[[ EXERCISE DATA open ]]
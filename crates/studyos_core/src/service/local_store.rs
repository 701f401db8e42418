//! Local store facade.
//!
//! # Responsibility
//! - Own the lazily opened database handle shared by every feature.
//! - Provide typed CRUD per collection, the scalar side-channel, and
//!   whole-store export/import.
//!
//! # Invariants
//! - The database is opened at most once per store; concurrent first calls
//!   wait for the same open instead of racing schema setup.
//! - A failed open is not cached; the next call tries again.
//! - Every mutation is its own SQLite transaction. Import is a single
//!   transaction covering all collections.
//! - Errors are always returned to the caller, never retried or dropped.

use crate::config::StoreConfig;
use crate::db::{open_db, open_db_in_memory, DbError};
use crate::model::collection::{Collection, UnknownCollectionError};
use crate::model::record::record_id;
use crate::repo::local_value_repo::{LocalValueRepository, SqliteLocalValueRepository};
use crate::repo::record_repo::{RecordRepository, RepoError, SqliteRecordRepository};
use crate::service::backup::{BackupSnapshot, ImportPolicy, ImportReport};
use log::{debug, info, warn};
use once_cell::sync::OnceCell;
use rusqlite::Connection;
use serde::de::DeserializeOwned;
use serde::Serialize;
use serde_json::Value;
use std::error::Error;
use std::fmt::{Display, Formatter};
use std::path::{Path, PathBuf};
use std::sync::{Mutex, PoisonError};
use std::time::Instant;

pub type StoreResult<T> = Result<T, StoreError>;

/// Failure taxonomy surfaced to store callers.
#[derive(Debug)]
pub enum StoreError {
    /// The database could not be opened or bootstrapped.
    StoreUnavailable(DbError),
    /// A collection name outside the fixed registry.
    UnknownCollection(String),
    /// `add` (or a fail-fast import) hit an id that already exists.
    DuplicateKey { collection: Collection, id: String },
    /// Backup text is not a JSON object of record arrays.
    InvalidBackup(String),
    /// A record is not an object with a string `id`, or does not fit the
    /// caller's type.
    InvalidRecord(String),
    /// Persisted data could not be decoded.
    InvalidData(String),
    /// Driver failure while the database was open.
    Db(DbError),
}

impl Display for StoreError {
    fn fmt(&self, f: &mut Formatter<'_>) -> std::fmt::Result {
        match self {
            Self::StoreUnavailable(err) => write!(f, "local store unavailable: {err}"),
            Self::UnknownCollection(name) => write!(f, "unknown collection `{name}`"),
            Self::DuplicateKey { collection, id } => {
                write!(f, "record `{id}` already exists in `{collection}`")
            }
            Self::InvalidBackup(message) => write!(f, "invalid backup: {message}"),
            Self::InvalidRecord(message) => write!(f, "invalid record: {message}"),
            Self::InvalidData(message) => write!(f, "invalid stored data: {message}"),
            Self::Db(err) => write!(f, "{err}"),
        }
    }
}

impl Error for StoreError {
    fn source(&self) -> Option<&(dyn Error + 'static)> {
        match self {
            Self::StoreUnavailable(err) | Self::Db(err) => Some(err),
            Self::UnknownCollection(_)
            | Self::DuplicateKey { .. }
            | Self::InvalidBackup(_)
            | Self::InvalidRecord(_)
            | Self::InvalidData(_) => None,
        }
    }
}

impl From<RepoError> for StoreError {
    fn from(value: RepoError) -> Self {
        match value {
            RepoError::Db(err) => Self::Db(err),
            RepoError::Duplicate { collection, id } => Self::DuplicateKey { collection, id },
            RepoError::InvalidRecord(err) => Self::InvalidRecord(err.to_string()),
            RepoError::InvalidData(message) => Self::InvalidData(message),
        }
    }
}

impl From<rusqlite::Error> for StoreError {
    fn from(value: rusqlite::Error) -> Self {
        Self::Db(DbError::Sqlite(value))
    }
}

impl From<UnknownCollectionError> for StoreError {
    fn from(value: UnknownCollectionError) -> Self {
        Self::UnknownCollection(value.0)
    }
}

#[derive(Debug, Clone)]
enum DbLocation {
    File(PathBuf),
    Memory,
}

/// Handle to the on-device record store.
///
/// Construct one per application and share it (`Arc<LocalStore>`) with the
/// features that persist data. Nothing touches disk until the first call.
pub struct LocalStore {
    location: DbLocation,
    conn: OnceCell<Mutex<Connection>>,
}

impl LocalStore {
    /// Store backed by a database file at `path`.
    pub fn open(path: impl Into<PathBuf>) -> Self {
        Self::with_location(DbLocation::File(path.into()))
    }

    /// Store backed by a private in-memory database.
    pub fn in_memory() -> Self {
        Self::with_location(DbLocation::Memory)
    }

    /// Store backed by the database file named in `config`.
    pub fn from_config(config: &StoreConfig) -> Self {
        Self::open(config.db_path.clone())
    }

    fn with_location(location: DbLocation) -> Self {
        Self {
            location,
            conn: OnceCell::new(),
        }
    }

    /// Database file path, or `None` for in-memory stores.
    pub fn db_path(&self) -> Option<&Path> {
        match &self.location {
            DbLocation::File(path) => Some(path.as_path()),
            DbLocation::Memory => None,
        }
    }

    /// Whether the database handle has been opened yet.
    pub fn is_initialized(&self) -> bool {
        self.conn.get().is_some()
    }

    /// Opens the database and applies schema migrations if not done yet.
    ///
    /// Safe to call repeatedly and from several threads at once.
    ///
    /// # Errors
    /// - `StoreUnavailable` when the database cannot be opened.
    pub fn init(&self) -> StoreResult<()> {
        self.handle().map(|_| ())
    }

    /// Returns every record of `collection`, ordered by id.
    pub fn get_all<T: DeserializeOwned>(&self, collection: Collection) -> StoreResult<Vec<T>> {
        let records =
            self.with_conn(|conn| Ok(SqliteRecordRepository::new(conn).list_records(collection)?))?;
        records
            .into_iter()
            .map(|record| decode_record(collection, record))
            .collect()
    }

    /// Point lookup by id. `Ok(None)` means not found.
    pub fn get<T: DeserializeOwned>(
        &self,
        collection: Collection,
        id: &str,
    ) -> StoreResult<Option<T>> {
        let record = self
            .with_conn(|conn| Ok(SqliteRecordRepository::new(conn).get_record(collection, id)?))?;
        record
            .map(|record| decode_record(collection, record))
            .transpose()
    }

    /// Inserts a new record.
    ///
    /// # Errors
    /// - `DuplicateKey` when a record with the same id exists. The stored
    ///   record is left untouched.
    /// - `InvalidRecord` when the record has no string `id`.
    pub fn add<T: Serialize + ?Sized>(
        &self,
        collection: Collection,
        record: &T,
    ) -> StoreResult<()> {
        let record = encode_record(record)?;
        self.with_conn(|conn| {
            SqliteRecordRepository::new(conn).insert_record(collection, &record)?;
            Ok(())
        })?;
        debug!("event=record_add module=store status=ok collection={collection}");
        Ok(())
    }

    /// Inserts the record, or fully replaces the one with the same id.
    pub fn update<T: Serialize + ?Sized>(
        &self,
        collection: Collection,
        record: &T,
    ) -> StoreResult<()> {
        let record = encode_record(record)?;
        self.with_conn(|conn| {
            SqliteRecordRepository::new(conn).upsert_record(collection, &record)?;
            Ok(())
        })?;
        debug!("event=record_update module=store status=ok collection={collection}");
        Ok(())
    }

    /// Removes the record with `id`. Missing ids are not an error.
    pub fn delete(&self, collection: Collection, id: &str) -> StoreResult<()> {
        self.with_conn(|conn| {
            SqliteRecordRepository::new(conn).delete_record(collection, id)?;
            Ok(())
        })?;
        debug!("event=record_delete module=store status=ok collection={collection}");
        Ok(())
    }

    /// Removes every record of `collection`.
    pub fn clear(&self, collection: Collection) -> StoreResult<()> {
        let removed = self.with_conn(|conn| {
            Ok(SqliteRecordRepository::new(conn).clear_records(collection)?)
        })?;
        info!(
            "event=collection_clear module=store status=ok collection={} removed={}",
            collection, removed
        );
        Ok(())
    }

    /// Number of records in `collection`.
    pub fn count(&self, collection: Collection) -> StoreResult<usize> {
        self.with_conn(|conn| Ok(SqliteRecordRepository::new(conn).count_records(collection)?))
    }

    /// Stores a small JSON value under `key`, overwriting any previous one.
    pub fn set_local<V: Serialize + ?Sized>(&self, key: &str, value: &V) -> StoreResult<()> {
        let json = serde_json::to_string(value)
            .map_err(|err| StoreError::InvalidRecord(format!("cannot encode local value: {err}")))?;
        self.with_conn(|conn| Ok(SqliteLocalValueRepository::new(conn).set_value(key, &json)?))
    }

    /// Reads the value stored under `key`. `Ok(None)` when absent.
    pub fn get_local<V: DeserializeOwned>(&self, key: &str) -> StoreResult<Option<V>> {
        let json =
            self.with_conn(|conn| Ok(SqliteLocalValueRepository::new(conn).get_value(key)?))?;
        json.map(|json| {
            serde_json::from_str(&json).map_err(|err| {
                StoreError::InvalidData(format!("local value `{key}` is not decodable: {err}"))
            })
        })
        .transpose()
    }

    /// Removes the value stored under `key`, if any.
    pub fn remove_local(&self, key: &str) -> StoreResult<()> {
        self.with_conn(|conn| Ok(SqliteLocalValueRepository::new(conn).remove_value(key)?))
    }

    /// Reads every collection into a snapshot.
    ///
    /// Collections are read one after another; a write landing between two
    /// reads may or may not be included.
    pub fn export_snapshot(&self) -> StoreResult<BackupSnapshot> {
        let started_at = Instant::now();
        let mut snapshot = BackupSnapshot::default();
        for collection in Collection::ALL {
            let records = self.with_conn(|conn| {
                Ok(SqliteRecordRepository::new(conn).list_records(collection)?)
            })?;
            snapshot.insert(collection, records);
        }
        info!(
            "event=store_export module=store status=ok records={} duration_ms={}",
            snapshot.record_count(),
            started_at.elapsed().as_millis()
        );
        Ok(snapshot)
    }

    /// Serializes every collection into one pretty-printed JSON document.
    pub fn export_all(&self) -> StoreResult<String> {
        self.export_snapshot()?.to_json()
    }

    /// Restores a backup document with the default `ImportPolicy`.
    pub fn import_all(&self, backup: &str) -> StoreResult<ImportReport> {
        self.import_with_policy(backup, ImportPolicy::default())
    }

    /// Restores a backup document.
    ///
    /// The document is fully validated before the first write, then applied
    /// in one transaction. With `ImportPolicy::FailFast` the first id
    /// collision aborts and nothing from the backup is kept.
    ///
    /// # Errors
    /// - `InvalidBackup` for malformed documents or records.
    /// - `UnknownCollection` for keys outside the registry.
    /// - `DuplicateKey` under `ImportPolicy::FailFast`.
    pub fn import_with_policy(
        &self,
        backup: &str,
        policy: ImportPolicy,
    ) -> StoreResult<ImportReport> {
        let started_at = Instant::now();
        let snapshot = BackupSnapshot::parse(backup)?;

        let report = self.with_conn(|conn| {
            let tx = conn.transaction()?;
            let report = apply_snapshot(&SqliteRecordRepository::new(&tx), &snapshot, policy)?;
            tx.commit()?;
            Ok(report)
        });

        match &report {
            Ok(report) => {
                for skipped in &report.skipped {
                    warn!(
                        "event=store_import module=store status=skipped collection={} reason=duplicate_id",
                        skipped.collection
                    );
                }
                info!(
                    "event=store_import module=store status=ok policy={} inserted={} replaced={} skipped={} duration_ms={}",
                    policy,
                    report.total_inserted(),
                    report.total_replaced(),
                    report.skipped.len(),
                    started_at.elapsed().as_millis()
                );
            }
            Err(err) => warn!(
                "event=store_import module=store status=error policy={} duration_ms={} error={}",
                policy,
                started_at.elapsed().as_millis(),
                err
            ),
        }
        report
    }

    fn handle(&self) -> StoreResult<&Mutex<Connection>> {
        self.conn.get_or_try_init(|| {
            let conn = match &self.location {
                DbLocation::File(path) => open_db(path),
                DbLocation::Memory => open_db_in_memory(),
            }
            .map_err(StoreError::StoreUnavailable)?;
            info!("event=store_init module=store status=ok");
            Ok(Mutex::new(conn))
        })
    }

    fn with_conn<R>(&self, f: impl FnOnce(&mut Connection) -> StoreResult<R>) -> StoreResult<R> {
        let handle = self.handle()?;
        // Critical sections are single statements or transactions; a
        // poisoned lock still guards a consistent connection.
        let mut conn = handle.lock().unwrap_or_else(PoisonError::into_inner);
        f(&mut conn)
    }
}

fn apply_snapshot(
    repo: &impl RecordRepository,
    snapshot: &BackupSnapshot,
    policy: ImportPolicy,
) -> StoreResult<ImportReport> {
    let mut report = ImportReport::default();

    for (collection, records) in snapshot.iter() {
        for record in records {
            match policy {
                ImportPolicy::FailFast => {
                    repo.insert_record(collection, record)?;
                    report.note_inserted(collection);
                }
                ImportPolicy::SkipExisting => match repo.insert_record(collection, record) {
                    Ok(()) => report.note_inserted(collection),
                    Err(RepoError::Duplicate { collection, id }) => {
                        report.note_skipped(collection, id)
                    }
                    Err(err) => return Err(err.into()),
                },
                ImportPolicy::Overwrite => {
                    let id = record_id(record).map_err(RepoError::from)?;
                    let existed = repo.contains_record(collection, id)?;
                    repo.upsert_record(collection, record)?;
                    if existed {
                        report.note_replaced(collection);
                    } else {
                        report.note_inserted(collection);
                    }
                }
            }
        }
    }

    Ok(report)
}

fn encode_record<T: Serialize + ?Sized>(record: &T) -> StoreResult<Value> {
    serde_json::to_value(record)
        .map_err(|err| StoreError::InvalidRecord(format!("cannot encode record: {err}")))
}

fn decode_record<T: DeserializeOwned>(collection: Collection, record: Value) -> StoreResult<T> {
    let id = record_id(&record).unwrap_or("<unknown>").to_string();
    serde_json::from_value(record).map_err(|err| {
        StoreError::InvalidRecord(format!(
            "record `{id}` in `{collection}` does not match the requested type: {err}"
        ))
    })
}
[[ EXERCISE DATA closed ]]
> TASK GOAL:
For the listing above, how many lines contain the word "stored"? Respond with nothing but the number.

> REPLY:
4